They are stranded in the park – not moving, not going forward. This image of "just another tramp of hearts crying tears of faithlessness" leaves only the realization that they are just like all the rest: going nowhere, nothing special, nothing heroic. Like all the others just struggling to survive, running headlong into the darkness though it may kill them, the narrator and Terry are left only with the fire they are born in – nothing more.
Born to Run – 5 stars
The blogger I had mentioned earlier. As he was choosing his last songs, he placed "Born to Run" as the greatest Bruce Springsteen song. While that is so difficult a thing to choose, I remember thinking, "What?!?!" That overplayed, by now cliché song? I mean, don't get me wrong, it's a beautiful song, definitely huge at its time, and something I love. But it's almost too cheerful and not nearly as lyrically beautiful as some of Bruce's other works. Such opinions seem childish to me now.
Really, the blogger said it the best, so I'm going to just let him speak for this one. Sometimes we get so used to something, we forget the impact, the gravity of those words:
"Start with Ernest ‘Boom’ Carter’s opening drum shots, and then marvel at the fact that the guy played on all of one Springsteen recording and it turned out to be ‘Born to Run.’ Then stand back and prepare for that first crash of sound that hits you with reckless impact. Seemingly a thousand instruments coming at you at once, even though the album credits list a mere six players contributing to the track.

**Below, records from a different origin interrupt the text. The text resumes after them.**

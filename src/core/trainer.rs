//! The trainer: state cells, stores, and the pure core wired together.
//!
//! The deck and counters live in [`StateCell`]s. On open, each cell gets a
//! subscriber that saves the new value through the store. Saves are fail-open:
//! a broken store is logged and the in-memory state stays authoritative.

use std::sync::Arc;
use std::time::Duration;

use chrono::{DateTime, NaiveDate, Utc};
use rand::Rng;

use crate::config::TrainingConfig;
use crate::core::deck::ItemCollection;
use crate::core::item::{LearningItem, Rating, ReviewOutcome};
use crate::core::pitch::{Clef, Letter};
use crate::core::scheduler;
use crate::core::session::{self, Composition, Feedback, GradeReport, Session};
use crate::core::state::StateCell;
use crate::error::{FailOpen, Result, StaffError};
use crate::stats::{PersistedCounters, StudyStats};
use crate::storage::TrainerStore;

/// A training process over one store.
pub struct Trainer<S: TrainerStore + 'static> {
    store: Arc<S>,
    config: TrainingConfig,
    items: StateCell<ItemCollection>,
    counters: StateCell<PersistedCounters>,
    session: Option<Session>,
}

impl<S: TrainerStore + 'static> Trainer<S> {
    /// Load state from `store` and start persisting changes to it.
    ///
    /// Unreadable data falls back to defaults: no items, zero counters dated
    /// `today`, and the default config.
    pub fn open(store: S, today: NaiveDate) -> Self {
        let store = Arc::new(store);

        let config = store
            .load_config()
            .fail_open_with("loading config", None)
            .unwrap_or_default();
        let items = store.load_items().fail_open_default("loading items");
        let counters = store
            .load_counters()
            .fail_open_with("loading counters", None)
            .unwrap_or_else(|| PersistedCounters::new(today));

        let mut items = StateCell::new(ItemCollection::from_items(items));
        let sink = Arc::clone(&store);
        items.subscribe(Box::new(move |items: &ItemCollection| {
            sink.save_items(items.as_slice())
                .fail_open_default("saving items");
        }));

        let mut counters = StateCell::new(counters);
        let sink = Arc::clone(&store);
        counters.subscribe(Box::new(move |counters: &PersistedCounters| {
            sink.save_counters(counters)
                .fail_open_default("saving counters");
        }));

        tracing::debug!(items = items.get().len(), "opened trainer");
        Self {
            store,
            config,
            items,
            counters,
            session: None,
        }
    }

    pub fn config(&self) -> &TrainingConfig {
        &self.config
    }

    pub fn items(&self) -> &ItemCollection {
        self.items.get()
    }

    pub fn counters(&self) -> &PersistedCounters {
        self.counters.get()
    }

    /// The running session, if any.
    pub fn session(&self) -> Option<&Session> {
        self.session.as_ref()
    }

    /// Whether a deck exists.
    pub fn has_deck(&self) -> bool {
        !self.items.get().is_empty()
    }

    /// Apply environment overrides to the in-memory config without saving.
    pub fn apply_env_overrides(&mut self) {
        self.config.apply_env_overrides();
    }

    /// Replace the config and save it.
    ///
    /// The deck is left alone. Returns true if the new config selects
    /// different clefs or ranges, meaning the deck should be rebuilt with
    /// [`initialize_deck`](Self::initialize_deck).
    pub fn set_config(&mut self, mut config: TrainingConfig) -> bool {
        config.normalize();
        let stale = self.config.changes_deck(&config);

        self.store
            .save_config(&config)
            .fail_open_default("saving config");
        self.config = config;
        self.session = None;
        stale
    }

    /// Build a fresh deck from the config, replacing any existing one.
    ///
    /// Returns the number of items created.
    pub fn initialize_deck(&mut self, now: DateTime<Utc>) -> usize {
        let deck = ItemCollection::from_config(&self.config, now);
        let count = deck.len();
        self.items.set(deck);
        self.session = None;
        tracing::info!(count, "initialized deck");
        count
    }

    /// Clear the deck and the counters.
    pub fn reset(&mut self, today: NaiveDate) {
        self.items.update(ItemCollection::clear);
        self.counters.set(PersistedCounters::new(today));
        self.session = None;
        tracing::info!("reset deck and counters");
    }

    /// Compose a session for `clef` and make it the active one.
    ///
    /// Any previous session is dropped, even if composition fails.
    pub fn start_session<R: Rng + ?Sized>(
        &mut self,
        clef: Clef,
        now: DateTime<Utc>,
        rng: &mut R,
    ) -> Composition {
        let composition = session::compose(self.items.get(), &self.config, clef, now, rng);
        self.session = match &composition {
            Composition::Ready(session) => Some(session.clone()),
            _ => None,
        };
        composition
    }

    /// Items of the current prompt.
    pub fn current_prompt(&self) -> Option<Vec<&LearningItem>> {
        self.session.as_ref()?.current_items(self.items.get())
    }

    /// Intervals each rating would give the first item of the prompt.
    pub fn preview(&self, now: DateTime<Utc>) -> Option<[u32; 4]> {
        let prompt = self.current_prompt()?;
        prompt
            .first()
            .map(|item| scheduler::preview_intervals(item, now))
    }

    /// Submit a letter for the current prompt.
    pub fn submit_answer(&mut self, letter: Letter) -> Result<Feedback> {
        let session = self
            .session
            .as_mut()
            .ok_or_else(|| StaffError::invalid_state("no active session"))?;
        Ok(session.submit_answer(self.items.get(), letter))
    }

    /// Clear answers for the current prompt without grading.
    pub fn retry(&mut self) -> Result<()> {
        self.active_session()?.retry();
        Ok(())
    }

    /// Grade the current prompt, update the deck and counters, and move on.
    pub fn grade(
        &mut self,
        rating: Rating,
        elapsed: Duration,
        now: DateTime<Utc>,
        today: NaiveDate,
    ) -> Result<GradeReport> {
        let outcome = ReviewOutcome::new(rating, elapsed);
        let session = self
            .session
            .as_mut()
            .ok_or_else(|| StaffError::invalid_state("no active session"))?;
        let report = self
            .items
            .update(|items| session.grade(items, &outcome, now));

        if report.count() > 0 {
            self.counters
                .update(|counters| counters.record(report.count() as u64, report.correct, today));
        }
        tracing::debug!(%rating, count = report.count(), correct = report.correct, "graded");
        Ok(report)
    }

    /// Current study statistics.
    pub fn stats(&self, now: DateTime<Utc>, today: NaiveDate) -> StudyStats {
        StudyStats::derive(self.items.get(), self.counters.get(), now, today)
    }

    fn active_session(&mut self) -> Result<&mut Session> {
        self.session
            .as_mut()
            .ok_or_else(|| StaffError::invalid_state("no active session"))
    }
}
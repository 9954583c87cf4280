//! The item collection (deck).
//!
//! Items keep their insertion order. Order matters only for the new-item cap
//! in session composition, which takes the first new items encountered.

use chrono::{DateTime, Utc};
use serde::{Deserialize, Serialize};
use uuid::Uuid;

use crate::config::TrainingConfig;
use crate::core::catalog;
use crate::core::item::LearningItem;
use crate::core::pitch::Clef;
use crate::core::scheduler;

/// Ordered collection of learning items.
#[derive(Debug, Clone, Default, PartialEq, Serialize, Deserialize)]
#[serde(transparent)]
pub struct ItemCollection {
    items: Vec<LearningItem>,
}

impl ItemCollection {
    /// Wrap already loaded items.
    pub fn from_items(items: Vec<LearningItem>) -> Self {
        Self { items }
    }

    /// Build a fresh deck from the training config.
    ///
    /// One item per pitch in each enabled clef's range, clefs in the order
    /// they are enabled. A clef without a configured range uses the default.
    pub fn from_config(config: &TrainingConfig, now: DateTime<Utc>) -> Self {
        let mut items = Vec::new();
        for &clef in &config.enabled_clefs {
            let range = config
                .ranges
                .get(clef)
                .cloned()
                .unwrap_or_else(|| catalog::default_range(clef));
            items.extend(
                catalog::filter_range(clef, &range)
                    .into_iter()
                    .map(|pitch| LearningItem::new(pitch, now)),
            );
        }
        tracing::info!(count = items.len(), "built deck from config");
        Self { items }
    }

    /// Number of items.
    pub fn len(&self) -> usize {
        self.items.len()
    }

    /// Whether the deck is empty.
    pub fn is_empty(&self) -> bool {
        self.items.is_empty()
    }

    /// Iterate in collection order.
    pub fn iter(&self) -> impl Iterator<Item = &LearningItem> {
        self.items.iter()
    }

    /// Items as a slice, for persistence.
    pub fn as_slice(&self) -> &[LearningItem] {
        &self.items
    }

    /// Look up an item by id.
    pub fn get(&self, id: Uuid) -> Option<&LearningItem> {
        self.items.iter().find(|item| item.id == id)
    }

    /// Items of one clef, in collection order.
    pub fn for_clef(&self, clef: Clef) -> impl Iterator<Item = &LearningItem> {
        self.items.iter().filter(move |item| item.clef() == clef)
    }

    /// Due items at `now`.
    pub fn due(&self, now: DateTime<Utc>) -> impl Iterator<Item = &LearningItem> {
        self.items
            .iter()
            .filter(move |item| scheduler::is_due(item, now))
    }

    /// New items (zero repetitions).
    pub fn new_items(&self) -> impl Iterator<Item = &LearningItem> {
        self.items.iter().filter(|item| scheduler::is_new(item))
    }

    /// Count of items of one clef.
    pub fn count_for_clef(&self, clef: Clef) -> usize {
        self.for_clef(clef).count()
    }

    /// Replace stored items with updated versions, matched by id.
    ///
    /// Updates for ids that are not in the deck are ignored. Returns how many
    /// items were replaced.
    pub fn apply(&mut self, updated: &[LearningItem]) -> usize {
        let mut replaced = 0;
        for new in updated {
            if let Some(slot) = self.items.iter_mut().find(|item| item.id == new.id) {
                *slot = new.clone();
                replaced += 1;
            } else {
                tracing::warn!(item = %new.id, "update for unknown item ignored");
            }
        }
        replaced
    }

    /// Remove every item.
    pub fn clear(&mut self) {
        self.items.clear();
    }
}

#[cfg(test)]
mod tests {
    use super::*;
    use crate::config::presets;
    use crate::core::catalog::PITCHES_PER_CLEF;
    use crate::core::item::{Rating, ReviewOutcome};
    use crate::core::pitch::{Letter, Pitch, PitchRange};
    use chrono::Duration;

    fn now() -> DateTime<Utc> {
        DateTime::parse_from_rfc3339("2026-01-15T08:00:00Z")
            .unwrap()
            .with_timezone(&Utc)
    }

    #[test]
    fn test_from_default_config() {
        let deck = ItemCollection::from_config(&TrainingConfig::default(), now());

        assert_eq!(deck.len(), 2 * PITCHES_PER_CLEF);
        assert_eq!(deck.count_for_clef(Clef::Treble), PITCHES_PER_CLEF);
        assert_eq!(deck.count_for_clef(Clef::Bass), PITCHES_PER_CLEF);
        assert!(deck.iter().all(|item| item.repetitions == 0));
        assert!(deck.iter().all(|item| item.next_due == now()));
    }

    #[test]
    fn test_from_config_respects_ranges_and_order() {
        let mut config = TrainingConfig::default();
        config.enabled_clefs = vec![Clef::Bass, Clef::Treble];
        config.ranges.treble = Some(PitchRange::new(Clef::Treble, "C4", "G4"));
        config.ranges.bass = Some(PitchRange::new(Clef::Bass, "F3", "C4"));

        let deck = ItemCollection::from_config(&config, now());
        let labels: Vec<String> = deck.iter().map(|i| i.pitch.label()).collect();

        assert_eq!(
            labels,
            vec!["F3", "G3", "A3", "B3", "C4", "C4", "D4", "E4", "F4", "G4"]
        );
        assert_eq!(deck.as_slice()[0].clef(), Clef::Bass);
        assert_eq!(deck.as_slice()[9].clef(), Clef::Treble);
    }

    #[test]
    fn test_from_config_missing_range_uses_default() {
        let mut config = TrainingConfig::default();
        config.enabled_clefs = vec![Clef::Treble];
        config.ranges.treble = None;

        let deck = ItemCollection::from_config(&config, now());
        assert_eq!(deck.len(), PITCHES_PER_CLEF);
    }

    #[test]
    fn test_from_preset() {
        let config = presets::find("beginner").unwrap().apply(&TrainingConfig::default());
        let deck = ItemCollection::from_config(&config, now());
        assert_eq!(deck.count_for_clef(Clef::Treble), 5);
        assert_eq!(deck.count_for_clef(Clef::Bass), 5);
    }

    #[test]
    fn test_due_and_new_queries() {
        let mut deck = ItemCollection::from_config(&TrainingConfig::default(), now());
        assert_eq!(deck.due(now()).count(), deck.len());
        assert_eq!(deck.new_items().count(), deck.len());

        let first = deck.as_slice()[0].clone();
        let reviewed = scheduler::advance(
            &first,
            &ReviewOutcome::new(Rating::Good, std::time::Duration::ZERO),
            now(),
        );
        assert_eq!(deck.apply(&[reviewed]), 1);

        assert_eq!(deck.due(now()).count(), deck.len() - 1);
        assert_eq!(deck.new_items().count(), deck.len() - 1);
        assert_eq!(deck.due(now() + Duration::days(1)).count(), deck.len());
    }

    #[test]
    fn test_apply_ignores_unknown_ids() {
        let mut deck = ItemCollection::from_config(&TrainingConfig::default(), now());
        let stranger = LearningItem::new(Pitch::new(Letter::A, 4, Clef::Treble), now());
        let before = deck.clone();

        assert_eq!(deck.apply(&[stranger]), 0);
        assert_eq!(deck, before);
    }

    #[test]
    fn test_apply_preserves_order() {
        let mut deck = ItemCollection::from_config(&TrainingConfig::default(), now());
        let ids: Vec<Uuid> = deck.iter().map(|i| i.id).collect();

        let mut changed = deck.as_slice()[5].clone();
        changed.repetitions = 4;
        deck.apply(&[changed]);

        let after: Vec<Uuid> = deck.iter().map(|i| i.id).collect();
        assert_eq!(ids, after);
        assert_eq!(deck.get(ids[5]).unwrap().repetitions, 4);
    }

    #[test]
    fn test_clear() {
        let mut deck = ItemCollection::from_config(&TrainingConfig::default(), now());
        deck.clear();
        assert!(deck.is_empty());
    }

    #[test]
    fn test_serializes_as_plain_array() {
        let deck = ItemCollection::from_config(&TrainingConfig::default(), now());
        let json = serde_json::to_value(&deck).unwrap();
        assert!(json.is_array());
        let parsed: ItemCollection = serde_json::from_value(json).unwrap();
        assert_eq!(parsed, deck);
    }
}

"Now, listen, really listen to that opening riff again. Listen to how it seems to bust down walls, break invisible chains, clear your sinuses, and promise nothing short of infinity. And, hey, keep in mind that Steve Van Zandt, fittingly, made an unsung contribution to the track by altering Springsteen’s initial riff simply because he misheard it. Bruce liked the riff the way Steve heard it better, and that became the riff etched in the annals of rock history. Who knows what might have happened if he hadn’t happened along in the studio that day, but that’s part of Steve’s indefinable genius, isn’t it?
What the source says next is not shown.